What to work on — Look through the lines below and extract any with the word "Actor".

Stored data

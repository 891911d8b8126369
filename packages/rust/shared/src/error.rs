//! Error types for Darwin.
//!
//! Library crates use [`DarwinError`] via `thiserror`.
//! The CLI wraps this with `color-eyre` for rich diagnostics, and reports
//! [`DarwinError::kind`] so callers can tell failure classes apart.

use std::path::PathBuf;

/// Top-level error type for all Darwin operations.
#[derive(Debug, thiserror::Error)]
pub enum DarwinError {
    /// The template asset is absent from its configured location.
    #[error("template not found: {}", path.display())]
    TemplateNotFound { path: PathBuf },

    /// A template binding could not be resolved against the request data.
    #[error("render error at `{binding}`: {cause}")]
    Render { binding: String, cause: String },

    /// The external converter could not be located or executed.
    #[error("conversion unavailable: {message}")]
    ConversionUnavailable { message: String },

    /// The external converter exceeded its time budget and was terminated.
    #[error("conversion timed out after {seconds}s")]
    ConversionTimeout { seconds: u64 },

    /// The external converter reported a failure.
    #[error("conversion failed: {diagnostics}")]
    ConversionFailed { diagnostics: String },

    /// The converter exited successfully but produced no output file.
    #[error("conversion produced no output at {}", expected.display())]
    ConversionOutputMissing { expected: PathBuf },

    /// Configuration loading or validation error.
    #[error("config error: {message}")]
    Config { message: String },

    /// Filesystem I/O error.
    #[error("I/O error at {path:?}: {source}")]
    Io {
        path: PathBuf,
        source: std::io::Error,
    },

    /// Request validation error (malformed payload, unknown format, etc.).
    #[error("validation error: {message}")]
    Validation { message: String },
}

/// Convenience alias used throughout the codebase.
pub type Result<T> = std::result::Result<T, DarwinError>;

/// Stable, machine-readable classification of a [`DarwinError`].
#[derive(Debug, Clone, Copy, PartialEq, Eq, Hash)]
pub enum ErrorKind {
    TemplateNotFound,
    RenderError,
    ConversionUnavailable,
    ConversionTimeout,
    ConversionFailed,
    ConversionOutputMissing,
    Config,
    Io,
    Validation,
}

impl ErrorKind {
    /// Identifier surfaced to callers; never changes once published.
    pub fn as_str(&self) -> &'static str {
        match self {
            Self::TemplateNotFound => "template_not_found",
            Self::RenderError => "render_error",
            Self::ConversionUnavailable => "conversion_unavailable",
            Self::ConversionTimeout => "conversion_timeout",
            Self::ConversionFailed => "conversion_failed",
            Self::ConversionOutputMissing => "conversion_output_missing",
            Self::Config => "config",
            Self::Io => "io",
            Self::Validation => "validation",
        }
    }
}

impl std::fmt::Display for ErrorKind {
    fn fmt(&self, f: &mut std::fmt::Formatter<'_>) -> std::fmt::Result {
        f.write_str(self.as_str())
    }
}

impl DarwinError {
    /// Classify this error.
    pub fn kind(&self) -> ErrorKind {
        match self {
            Self::TemplateNotFound { .. } => ErrorKind::TemplateNotFound,
            Self::Render { .. } => ErrorKind::RenderError,
            Self::ConversionUnavailable { .. } => ErrorKind::ConversionUnavailable,
            Self::ConversionTimeout { .. } => ErrorKind::ConversionTimeout,
            Self::ConversionFailed { .. } => ErrorKind::ConversionFailed,
            Self::ConversionOutputMissing { .. } => ErrorKind::ConversionOutputMissing,
            Self::Config { .. } => ErrorKind::Config,
            Self::Io { .. } => ErrorKind::Io,
            Self::Validation { .. } => ErrorKind::Validation,
        }
    }

    /// Create a render error for a binding name.
    pub fn render(binding: impl Into<String>, cause: impl Into<String>) -> Self {
        Self::Render {
            binding: binding.into(),
            cause: cause.into(),
        }
    }

    /// Create a conversion-unavailable error from any displayable message.
    pub fn unavailable(msg: impl Into<String>) -> Self {
        Self::ConversionUnavailable {
            message: msg.into(),
        }
    }

    /// Create a conversion-failed error carrying converter diagnostics.
    pub fn conversion_failed(diagnostics: impl Into<String>) -> Self {
        Self::ConversionFailed {
            diagnostics: diagnostics.into(),
        }
    }

    /// Create a config error from any displayable message.
    pub fn config(msg: impl Into<String>) -> Self {
        Self::Config {
            message: msg.into(),
        }
    }

    /// Create a validation error from any displayable message.
    pub fn validation(msg: impl Into<String>) -> Self {
        Self::Validation {
            message: msg.into(),
        }
    }

    /// Wrap a `std::io::Error` with a path for context.
    pub fn io(path: impl Into<PathBuf>, source: std::io::Error) -> Self {
        Self::Io {
            path: path.into(),
            source,
        }
    }
}
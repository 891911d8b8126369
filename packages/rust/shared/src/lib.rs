//! Shared types, error model, and configuration for Darwin.
//!
//! This crate is the foundation depended on by all other Darwin crates.
//! It provides:
//! - [`DarwinError`]: the unified error type and its stable [`ErrorKind`]
//! - Domain types ([`DocumentRequest`] and its sub-records, [`RequestId`])
//! - Output formats ([`OutputFormat`])
//! - Configuration ([`AppConfig`], config loading)

pub mod config;
pub mod error;
pub mod format;
pub mod types;

// Re-export public API at crate root for ergonomic imports.
pub use config::{
    AppConfig, ConverterConfig, ConverterKind, NamingConfig, PathsConfig, config_dir,
    config_file_path, init_config, init_config_at, load_config, load_config_from,
};
pub use error::{DarwinError, ErrorKind, Result};
pub use format::OutputFormat;
pub use types::{
    Actor, DataExchange, Database, DnsName, DocumentReference, DocumentRequest, ExternalDependency,
    FunctionalBlock, FunctionalSchema, GlossaryItem, NetworkFlow, NfsShare, ObjectStorage,
    OutboundDependency, PhysicalComponent, RequestId, TechnologyChoice, Container, VirtualMachine,
};
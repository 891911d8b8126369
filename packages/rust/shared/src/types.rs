//! Core domain types: the technical-architecture dossier request.
//!
//! Field names are the wire names of the request payload and, at the same
//! time, the placeholder names used by the dossier template. Every field is
//! defaulted so a partially filled request always deserializes.

use serde::{Deserialize, Serialize};
use uuid::Uuid;

// ---------------------------------------------------------------------------
// RequestId
// ---------------------------------------------------------------------------

/// A UUID v7 wrapper identifying one pipeline invocation (time-sortable).
#[derive(Debug, Clone, Copy, PartialEq, Eq, Hash, Serialize, Deserialize)]
#[serde(transparent)]
pub struct RequestId(pub Uuid);

impl RequestId {
    /// Generate a new time-sortable request identifier.
    pub fn new() -> Self {
        Self(Uuid::now_v7())
    }
}

impl Default for RequestId {
    fn default() -> Self {
        Self::new()
    }
}

impl std::fmt::Display for RequestId {
    fn fmt(&self, f: &mut std::fmt::Formatter<'_>) -> std::fmt::Result {
        write!(f, "{}", self.0)
    }
}

impl std::str::FromStr for RequestId {
    type Err = uuid::Error;

    fn from_str(s: &str) -> std::result::Result<Self, Self::Err> {
        Ok(Self(Uuid::parse_str(s)?))
    }
}

// ---------------------------------------------------------------------------
// Introduction
// ---------------------------------------------------------------------------

/// A reference document cited by the dossier.
#[derive(Debug, Clone, PartialEq, Serialize, Deserialize)]
#[serde(default)]
pub struct DocumentReference {
    pub emetteur: String,
    pub document: String,
    pub version: String,
}

impl Default for DocumentReference {
    fn default() -> Self {
        Self {
            emetteur: String::new(),
            document: String::new(),
            version: "1.0".into(),
        }
    }
}

/// Glossary entry.
#[derive(Debug, Clone, Default, PartialEq, Serialize, Deserialize)]
#[serde(default)]
pub struct GlossaryItem {
    pub abreviation: String,
    pub signification: String,
}

// ---------------------------------------------------------------------------
// Functional section
// ---------------------------------------------------------------------------

/// A person or team interacting with the system.
#[derive(Debug, Clone, Default, PartialEq, Serialize, Deserialize)]
#[serde(default)]
pub struct Actor {
    pub acteur: String,
    pub role: String,
    pub droits: String,
    /// Rich text.
    pub commentaires: String,
}

/// Illustrated functional schema, shown only when `has_schema` is set.
#[derive(Debug, Clone, Default, PartialEq, Serialize, Deserialize)]
#[serde(default)]
pub struct FunctionalSchema {
    pub titre: String,
    /// Rich text.
    pub description: String,
    /// Optional image path.
    pub image: String,
}

/// Functional building block of the application.
#[derive(Debug, Clone, Default, PartialEq, Serialize, Deserialize)]
#[serde(default)]
pub struct FunctionalBlock {
    pub brique: String,
    /// Rich text.
    pub description: String,
}

/// Data exchange and its volumetry.
#[derive(Debug, Clone, PartialEq, Serialize, Deserialize)]
#[serde(default)]
pub struct DataExchange {
    pub type_echange: String,
    pub brique_fonctionnelle: String,
    pub source: String,
    pub destination: String,
    pub type_donnees: String,
    pub volumetrie: String,
    pub volumetrie_journaliere: String,
    pub nb_fichiers_jour: String,
    pub frequence: String,
    /// Whether the exchange only happens outside business hours.
    pub hno: String,
}

impl Default for DataExchange {
    fn default() -> Self {
        Self {
            type_echange: String::new(),
            brique_fonctionnelle: String::new(),
            source: String::new(),
            destination: String::new(),
            type_donnees: String::new(),
            volumetrie: String::new(),
            volumetrie_journaliere: String::new(),
            nb_fichiers_jour: String::new(),
            frequence: String::new(),
            hno: default_no(),
        }
    }
}

// ---------------------------------------------------------------------------
// Technical section
// ---------------------------------------------------------------------------

#[derive(Debug, Clone, Default, PartialEq, Serialize, Deserialize)]
#[serde(default)]
pub struct PhysicalComponent {
    pub type_machine: String,
    pub environnement: String,
    pub cluster: String,
}

#[derive(Debug, Clone, Default, PartialEq, Serialize, Deserialize)]
#[serde(default)]
pub struct NetworkFlow {
    pub type_echange: String,
    pub brique_fonctionnelle: String,
    pub source: String,
    pub destination: String,
    /// Rich text.
    pub description: String,
    pub type_flux: String,
}

#[derive(Debug, Clone, Default, PartialEq, Serialize, Deserialize)]
#[serde(default)]
pub struct TechnologyChoice {
    pub tiers: String,
    pub produit: String,
    pub version: String,
}

#[derive(Debug, Clone, Default, PartialEq, Serialize, Deserialize)]
#[serde(default)]
pub struct DnsName {
    pub nom_dns: String,
    pub machine_associe: String,
}

// ---------------------------------------------------------------------------
// Dependencies
// ---------------------------------------------------------------------------

/// Something outside the application that the application depends on.
#[derive(Debug, Clone, Default, PartialEq, Serialize, Deserialize)]
#[serde(default)]
pub struct ExternalDependency {
    pub dependance: String,
    pub impact: String,
}

/// Another application that depends on this one.
#[derive(Debug, Clone, Default, PartialEq, Serialize, Deserialize)]
#[serde(default)]
pub struct OutboundDependency {
    pub name_application: String,
    pub description_impact: String,
}

// ---------------------------------------------------------------------------
// Infrastructure needs
// ---------------------------------------------------------------------------

#[derive(Debug, Clone, PartialEq, Serialize, Deserialize)]
#[serde(default)]
pub struct VirtualMachine {
    pub environnement: String,
    pub nom: String,
    pub role: String,
    pub os: String,
    pub cpu: u32,
    /// RAM in GB.
    pub ram: u32,
    pub resilience: String,
}

impl Default for VirtualMachine {
    fn default() -> Self {
        Self {
            environnement: "Production".into(),
            nom: String::new(),
            role: String::new(),
            os: "Linux".into(),
            cpu: 2,
            ram: 4,
            resilience: String::new(),
        }
    }
}

#[derive(Debug, Clone, Default, PartialEq, Serialize, Deserialize)]
#[serde(default)]
pub struct Container {
    pub nom: String,
    pub image: String,
    pub ports: String,
    pub volumes: String,
    pub ressources_cpu: String,
    pub ressources_ram: String,
}

#[derive(Debug, Clone, PartialEq, Serialize, Deserialize)]
#[serde(default)]
pub struct Database {
    pub moteur: String,
    pub version: String,
    pub taille: String,
    pub backup: String,
    pub ha: String,
}

impl Default for Database {
    fn default() -> Self {
        Self {
            moteur: "PostgreSQL".into(),
            version: String::new(),
            taille: String::new(),
            backup: String::new(),
            ha: String::new(),
        }
    }
}

#[derive(Debug, Clone, Default, PartialEq, Serialize, Deserialize)]
#[serde(default)]
pub struct ObjectStorage {
    pub nb_buckets: String,
    pub taille_totale: String,
    pub politique_retention: String,
}

#[derive(Debug, Clone, PartialEq, Serialize, Deserialize)]
#[serde(default)]
pub struct NfsShare {
    pub machine_cliente: String,
    pub module_applicatif: String,
    /// `r`, `w` or `rw`.
    pub droits: String,
}

impl Default for NfsShare {
    fn default() -> Self {
        Self {
            machine_cliente: String::new(),
            module_applicatif: String::new(),
            droits: "rw".into(),
        }
    }
}

// ---------------------------------------------------------------------------
// DocumentRequest
// ---------------------------------------------------------------------------

/// Everything needed to produce one technical-architecture dossier.
///
/// Constructed once per invocation and passed by value through the pipeline.
#[derive(Debug, Clone, PartialEq, Serialize, Deserialize)]
#[serde(default)]
pub struct DocumentRequest {
    // General information
    pub titre_projet: String,
    pub chef_projet: String,
    pub contact_tech: String,
    pub date: String,
    pub description_doc: String,

    // Introduction
    pub objet_document: String,
    pub documents_reference: Vec<DocumentReference>,
    pub glossaire: Vec<GlossaryItem>,

    // Functional section
    pub acteurs: Vec<Actor>,
    pub has_schema: bool,
    pub schemas: Vec<FunctionalSchema>,
    pub schema_description: String,
    pub briques_fonctionnelles: Vec<FunctionalBlock>,
    pub echanges_donnees: Vec<DataExchange>,

    // Technical section
    pub composants_physiques: Vec<PhysicalComponent>,
    pub description_architecture: String,
    pub description_authentification: String,
    pub description_administrationtechnique: String,
    pub description_adminfonctionnelle: String,
    pub description_interapplicative: String,
    pub flux_reseau: Vec<NetworkFlow>,
    pub choix_technologiques: Vec<TechnologyChoice>,
    pub segmentation_dr: String,
    pub dns_nom: Vec<DnsName>,

    // Lifecycle
    pub deploiement: String,
    pub migration_reprise: String,
    pub supervision: String,
    pub sauvegarde_restauration: String,

    // Dependencies
    pub dependances_externes: Vec<ExternalDependency>,
    pub dependance_app_externes: Vec<OutboundDependency>,

    // Infrastructure needs
    pub vms: Vec<VirtualMachine>,
    pub conteneurs: Vec<Container>,
    pub bases_donnees: Vec<Database>,
    pub stockage: Vec<ObjectStorage>,
    pub partages_nfs: Vec<NfsShare>,
    pub contraintes: String,
    pub niveau_services: String,
}

impl Default for DocumentRequest {
    fn default() -> Self {
        Self {
            titre_projet: String::new(),
            chef_projet: String::new(),
            contact_tech: String::new(),
            date: String::new(),
            description_doc: String::new(),
            objet_document: String::new(),
            documents_reference: Vec::new(),
            glossaire: Vec::new(),
            acteurs: Vec::new(),
            has_schema: false,
            schemas: Vec::new(),
            schema_description: String::new(),
            briques_fonctionnelles: Vec::new(),
            echanges_donnees: Vec::new(),
            composants_physiques: Vec::new(),
            description_architecture: String::new(),
            description_authentification: String::new(),
            description_administrationtechnique: String::new(),
            description_adminfonctionnelle: String::new(),
            description_interapplicative: String::new(),
            flux_reseau: Vec::new(),
            choix_technologiques: Vec::new(),
            segmentation_dr: default_no(),
            dns_nom: Vec::new(),
            deploiement: String::new(),
            migration_reprise: String::new(),
            supervision: String::new(),
            sauvegarde_restauration: String::new(),
            dependances_externes: Vec::new(),
            dependance_app_externes: Vec::new(),
            vms: Vec::new(),
            conteneurs: Vec::new(),
            bases_donnees: Vec::new(),
            stockage: Vec::new(),
            partages_nfs: Vec::new(),
            contraintes: String::new(),
            niveau_services: String::new(),
        }
    }
}

impl DocumentRequest {
    /// Parse a request from its JSON payload.
    pub fn from_json(payload: &str) -> crate::Result<Self> {
        serde_json::from_str(payload)
            .map_err(|e| crate::DarwinError::validation(format!("invalid request payload: {e}")))
    }
}

fn default_no() -> String {
    "Non".into()
}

Written answer —
    Actor, DataExchange, Database, DnsName, DocumentReference, DocumentRequest, ExternalDependency,
pub struct Actor {
    pub acteurs: Vec<Actor>,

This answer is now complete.